Marvin Minsky, who combined a scientist's thirst for knowledge with a philosopher's quest for truth as a pioneering explorer of artificial intelligence, work that helped inspire the creation of the personal computer and the Internet, died on Sunday night in Boston. He was 88.
His family said the cause was a cerebral hemorrhage.
Well before the advent of the microprocessor and the supercomputer, Professor Minsky, a revered computer science educator at M.I.T., laid the foundation for the field of artificial intelligence by demonstrating the possibilities of imparting common-sense reasoning to computers.

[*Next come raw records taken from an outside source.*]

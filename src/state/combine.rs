//! Recombination of shards into a full state.

use crate::error::{EngineError, Result};
use crate::types::{KeyState, ModelState, PartialState};

/// Merge a complete shard set for one key into a full state.
///
/// Shards may arrive in any order; only `shard_index` decides placement.
/// Every index in `0..shard_count` must be present exactly once.
pub fn combine(shards: impl IntoIterator<Item = PartialState>) -> Result<ModelState> {
    let mut shards = shards.into_iter();
    let first = shards
        .next()
        .ok_or_else(|| EngineError::InvalidParameter("cannot combine an empty shard set".into()))?;

    let params = first.params.clone();
    let expected = first.shard_count;

    // Every shard covers at least one element
    let state_len = params.n.checked_add(params.m).unwrap_or(usize::MAX);
    if expected == 0 || expected > state_len {
        return Err(EngineError::InvalidShard {
            key: params.name.clone(),
            reason: format!(
                "shard count {} is impossible for a state of length {}",
                expected, state_len
            ),
        });
    }

    let mut slots: Vec<Option<PartialState>> = (0..expected).map(|_| None).collect();
    let mut duplicates = Vec::new();

    for shard in std::iter::once(first).chain(shards) {
        if shard.params != params {
            return Err(EngineError::InvalidShard {
                key: params.name.clone(),
                reason: format!(
                    "shard {} belongs to {} with different parameters",
                    shard.shard_index,
                    shard.parent_key()
                ),
            });
        }
        if shard.shard_count != expected || shard.shard_index >= expected {
            return Err(EngineError::InvalidShard {
                key: params.name.clone(),
                reason: format!(
                    "shard {}/{} does not fit a set of {}",
                    shard.shard_index, shard.shard_count, expected
                ),
            });
        }

        let index = shard.shard_index;
        match slots[index] {
            Some(_) => duplicates.push(index),
            None => slots[index] = Some(shard),
        }
    }

    let missing: Vec<usize> = slots
        .iter()
        .enumerate()
        .filter(|(_, slot)| slot.is_none())
        .map(|(i, _)| i)
        .collect();
    if !missing.is_empty() || !duplicates.is_empty() {
        duplicates.sort_unstable();
        duplicates.dedup();
        return Err(EngineError::IncompleteShardSet {
            key: params.name.clone(),
            expected,
            missing,
            duplicates,
        });
    }

    let mut vector = Vec::with_capacity(params.state_len());
    for shard in slots.into_iter().flatten() {
        if shard.start != vector.len() {
            return Err(EngineError::InvalidShard {
                key: params.name.clone(),
                reason: format!(
                    "shard {} starts at {} but previous shards end at {}",
                    shard.shard_index,
                    shard.start,
                    vector.len()
                ),
            });
        }
        vector.extend_from_slice(&shard.vector);
    }

    if vector.len() != params.state_len() {
        return Err(EngineError::DimensionMismatch {
            key: params.name.clone(),
            expected: params.state_len(),
            got: vector.len(),
        });
    }

    Ok(ModelState { params, vector })
}

/// Check the structural invariants of a stored key state.
///
/// Used on recovery: whatever is restored must have a full-length vector,
/// or a complete, gap-free shard set matching its layout.
pub fn validate_key_state(key: &str, state: &KeyState) -> Result<()> {
    match state {
        KeyState::Unsplit(model) => {
            if model.name() != key {
                return Err(EngineError::Corruption(format!(
                    "state stored under {} is named {}",
                    key,
                    model.name()
                )));
            }
            if model.vector.len() != model.params.state_len() {
                return Err(EngineError::DimensionMismatch {
                    key: key.to_string(),
                    expected: model.params.state_len(),
                    got: model.vector.len(),
                });
            }
            Ok(())
        }
        KeyState::Sharded { layout, shards } => {
            if shards.len() != layout.shard_count() {
                return Err(EngineError::Corruption(format!(
                    "{} has {} shards but its layout has {}",
                    key,
                    shards.len(),
                    layout.shard_count()
                )));
            }
            let state_len = shards.first().map(|s| s.params.state_len());
            if state_len != Some(layout.total_len()) {
                return Err(EngineError::Corruption(format!(
                    "{} layout covers {} elements, state has {:?}",
                    key,
                    layout.total_len(),
                    state_len
                )));
            }
            for (i, shard) in shards.iter().enumerate() {
                if shard.parent_key() != key || shard.shard_index != i {
                    return Err(EngineError::Corruption(format!(
                        "{} holds shard {} of {} at position {}",
                        key,
                        shard.shard_index,
                        shard.parent_key(),
                        i
                    )));
                }
                if layout.range(i) != Some(shard.range()) {
                    return Err(EngineError::Corruption(format!(
                        "{} shard {} covers {:?}, layout says {:?}",
                        key,
                        i,
                        shard.range(),
                        layout.range(i)
                    )));
                }
            }
            combine(shards.iter().cloned()).map(|_| ())
        }
    }
}

#[cfg(test)]
mod tests {
    use super::*;
    use crate::state::{create, full_state_update, partial_state_update, Splitter};
    use crate::types::InputVector;

    fn split(n: usize, m: usize) -> (ModelState, Vec<PartialState>) {
        let state = create("mod1", n, m, 0.5).unwrap();
        let shards = Splitter::new(6).unwrap().split(&state).unwrap();
        (state, shards)
    }

    #[test]
    fn test_identity_round_trip() {
        let (state, shards) = split(10, 80);
        assert_eq!(combine(shards).unwrap(), state);
    }

    #[test]
    fn test_order_of_shards_does_not_matter() {
        let (state, mut shards) = split(10, 80);
        shards.reverse();
        shards.swap(2, 7);
        assert_eq!(combine(shards).unwrap(), state);
    }

    #[test]
    fn test_combine_matches_full_update() {
        let (state, shards) = split(4, 20);
        let input = InputVector::from((0..25).map(|i| i as f64 * 0.1).collect::<Vec<_>>());

        let updated = shards
            .iter()
            .map(|s| partial_state_update(s, &input))
            .collect::<Result<Vec<_>>>()
            .unwrap();

        assert_eq!(
            combine(updated).unwrap(),
            full_state_update(&state, &input).unwrap()
        );
    }

    #[test]
    fn test_missing_shard() {
        let (_, mut shards) = split(10, 80);
        shards.remove(3);
        match combine(shards) {
            Err(EngineError::IncompleteShardSet {
                expected,
                missing,
                duplicates,
                ..
            }) => {
                assert_eq!(expected, 14);
                assert_eq!(missing, vec![3]);
                assert!(duplicates.is_empty());
            }
            other => panic!("Expected IncompleteShardSet, got {:?}", other),
        }
    }

    #[test]
    fn test_duplicate_shard() {
        let (_, mut shards) = split(10, 80);
        let dup = shards[5].clone();
        shards[6] = dup;
        match combine(shards) {
            Err(EngineError::IncompleteShardSet {
                missing, duplicates, ..
            }) => {
                assert_eq!(missing, vec![6]);
                assert_eq!(duplicates, vec![5]);
            }
            other => panic!("Expected IncompleteShardSet, got {:?}", other),
        }
    }

    #[test]
    fn test_foreign_shard_rejected() {
        let (_, mut shards) = split(10, 80);
        shards[0].params.name = "mod2".to_string();
        assert!(matches!(
            combine(shards),
            Err(EngineError::InvalidShard { .. })
        ));
    }

    #[test]
    fn test_impossible_shard_count_rejected() {
        let (_, shards) = split(10, 80);
        for count in [0, 91, usize::MAX] {
            let shard = PartialState {
                shard_count: count,
                ..shards[0].clone()
            };
            assert!(matches!(
                combine(vec![shard]),
                Err(EngineError::InvalidShard { .. })
            ));
        }
    }

    #[test]
    fn test_empty_set_rejected() {
        assert!(combine(Vec::new()).is_err());
    }

    #[test]
    fn test_validate_key_state() {
        let splitter = Splitter::new(6).unwrap();
        let state = create("mod1", 10, 80, 0.5).unwrap();
        let layout = splitter.layout_for(&state.params).unwrap();
        let shards = splitter.split(&state).unwrap();

        let sharded = KeyState::Sharded {
            layout: layout.clone(),
            shards: shards.clone(),
        };
        validate_key_state("mod1", &sharded).unwrap();
        assert!(validate_key_state("mod2", &sharded).is_err());

        let mut truncated = shards;
        truncated.pop();
        let broken = KeyState::Sharded {
            layout,
            shards: truncated,
        };
        assert!(matches!(
            validate_key_state("mod1", &broken),
            Err(EngineError::Corruption(_))
        ));

        let mut stretched = splitter.layout_for(&state.params).unwrap();
        if let Some(last) = stretched.ranges.last_mut() {
            last.1 += 4;
        }
        let broken = KeyState::Sharded {
            layout: stretched,
            shards: splitter.split(&state).unwrap(),
        };
        assert!(matches!(
            validate_key_state("mod1", &broken),
            Err(EngineError::Corruption(_))
        ));

        validate_key_state("mod1", &KeyState::Unsplit(state)).unwrap();
    }
}
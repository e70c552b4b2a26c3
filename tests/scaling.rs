//! Scaling tests with synthetic model populations.
//!
//! Measures the cost of the main engine operations:
//! - Registering (and splitting) thousands of models
//! - Fixed-window throughput across worker counts
//! - Checkpointing and recovering a large table
//!
//! Run with `cargo test --release --test scaling -- --nocapture` to see the
//! timings.

use hydra::{
    linear_fit, measure, population, reports_to_json, Batch, BatchId, CheckpointConfig, Engine,
    EngineConfig, InputVector, QueueSource, ThroughputSweep,
};
use rand::rngs::StdRng;
use rand::SeedableRng;
use std::time::{Duration, Instant};
use tempfile::TempDir;

const MODEL_COUNT: usize = 2_000;

/// Timing helper
struct Timer {
    start: Instant,
    name: &'static str,
}

impl Timer {
    fn new(name: &'static str) -> Self {
        Self {
            start: Instant::now(),
            name,
        }
    }

    fn elapsed_ms(&self) -> f64 {
        self.start.elapsed().as_secs_f64() * 1000.0
    }

    fn report(&self) {
        println!("  {} took {:.2}ms", self.name, self.elapsed_ms());
    }

    fn report_with_count(&self, count: usize) {
        let ms = self.elapsed_ms();
        let per_item = if count > 0 { ms / count as f64 } else { 0.0 };
        println!(
            "  {} took {:.2}ms ({} items, {:.4}ms/item, {:.0} items/sec)",
            self.name,
            ms,
            count,
            per_item,
            if ms > 0.0 { count as f64 / (ms / 1000.0) } else { 0.0 }
        );
    }
}

fn init_tracing() {
    let _ = tracing_subscriber::fmt()
        .with_test_writer()
        .with_max_level(tracing::Level::INFO)
        .try_init();
}

fn scaling_config(workers: usize) -> EngineConfig {
    EngineConfig {
        workers,
        barrier_timeout_factor: 200,
        ..Default::default()
    }
}

// =============================================================================
// Test: Registration and batches over a large sharded population
// =============================================================================

#[test]
fn test_scaling_sharded_population() {
    init_tracing();
    println!("\n=== {} Models, n = 10, m = 80 ===", MODEL_COUNT);

    let engine = Engine::new(scaling_config(8)).unwrap();

    let timer = Timer::new("Build population");
    let models = population("mod", MODEL_COUNT, 10, 80, (0.5, 1.0)).unwrap();
    timer.report_with_count(models.len());

    let timer = Timer::new("Register and split");
    engine.register_all(models).unwrap();
    timer.report_with_count(MODEL_COUNT);

    let stats = engine.stats();
    assert_eq!(stats.key_count, MODEL_COUNT as u64);
    assert_eq!(stats.sharded_key_count, MODEL_COUNT as u64);
    assert_eq!(stats.shard_count, 14 * MODEL_COUNT as u64);

    let mut rng = StdRng::seed_from_u64(3);
    let source = QueueSource::random(engine.keys(), 5, 91, &mut rng);

    let timer = Timer::new("Process 5 batches");
    let summary = engine.run(source, None).unwrap();
    timer.report_with_count(summary.processed as usize);

    assert_eq!(summary.batches, 5);
    assert_eq!(summary.processed, 5 * MODEL_COUNT as u64);
    assert_eq!(summary.lost, 0);

    println!("  ✓ Sharded population test passed");
}

// =============================================================================
// Test: Throughput across worker counts
// =============================================================================

#[test]
fn test_scaling_worker_sweep() {
    init_tracing();
    println!("\n=== Throughput Sweep ===");

    let sweep = ThroughputSweep {
        workers: vec![1, 2, 4],
        window: Duration::from_millis(300),
        models: 200,
        queued_batches: 10,
        engine: scaling_config(1),
        ..Default::default()
    };

    let mut reports = Vec::new();
    for &workers in &sweep.workers {
        let report = measure(&sweep, workers).unwrap();
        println!(
            "  workers = {:>3}: {:>8} states, {:>4} batches, {:.0} states/sec",
            report.workers,
            report.processed,
            report.batches,
            report.states_per_sec()
        );
        assert!(report.batches > 0);
        assert_eq!(report.processed, report.batches * sweep.models as u64);
        reports.push(report);
    }

    let json = reports_to_json(&reports).unwrap();
    println!("{}", json);
    assert!(json.contains("\"workers\": 4"));

    let fit = linear_fit(&reports).unwrap();
    println!(
        "  fit: processed = {:.1} + {:.1} * workers",
        fit.intercept, fit.slope
    );
    assert!(fit.intercept.is_finite());
    assert!(fit.slope.is_finite());

    println!("  ✓ Worker sweep test passed");
}

// =============================================================================
// Test: Checkpoint and recovery of a large table
// =============================================================================

#[test]
fn test_scaling_checkpoint_recovery() {
    init_tracing();
    println!("\n=== Checkpoint {} Models ===", MODEL_COUNT);

    let dir = TempDir::new().unwrap();
    let config = EngineConfig {
        checkpoint: Some(CheckpointConfig {
            path: dir.path().join("checkpoint"),
            every_batches: 1,
            retain: 1,
        }),
        ..scaling_config(4)
    };

    let expected = {
        let engine = Engine::new(config.clone()).unwrap();
        engine
            .register_all(population("mod", MODEL_COUNT, 10, 80, (0.5, 1.0)).unwrap())
            .unwrap();

        let batch = Batch::broadcast(BatchId(1), engine.keys(), InputVector::zeros(91));
        let timer = Timer::new("Batch with checkpoint");
        let report = engine.process_batch(&batch).unwrap();
        timer.report();
        assert!(report.checkpoint.is_some());

        engine.full_state("mod1000").unwrap()
    };

    let timer = Timer::new("Recover");
    let engine = Engine::recover(config).unwrap();
    timer.report();

    assert_eq!(engine.keys().len(), MODEL_COUNT);
    assert_eq!(engine.full_state("mod1000").unwrap(), expected);

    println!("  ✓ Checkpoint recovery test passed");
}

(Score: 2, Interesting) by Anonymous Coward on Wednesday January 27 2016, @12:18AM
Around the time that Society of Mind was published, I was fortunate to be invited to lunch with Marvin, along with a dozen or so MIT grad students, around a long table. It was Chinese take out and as we finished a large bowl of fortune cookies was passed around. Marvin didn't take one.
Someone noticed -- "Marvin, don't you like fortune cookies?" He replied, "The last time I had a fortune cookie, the fortune read, 'This is the second to last fortune cookie you will ever eat.'"
We all sat there stunned. Maybe he'd been saving that line up for years, but I don't think so. He had that kind of quick brilliance that could invent a comeback like that on the spot.
A very special guy, a huge loss for his family, friends, students & co-workers.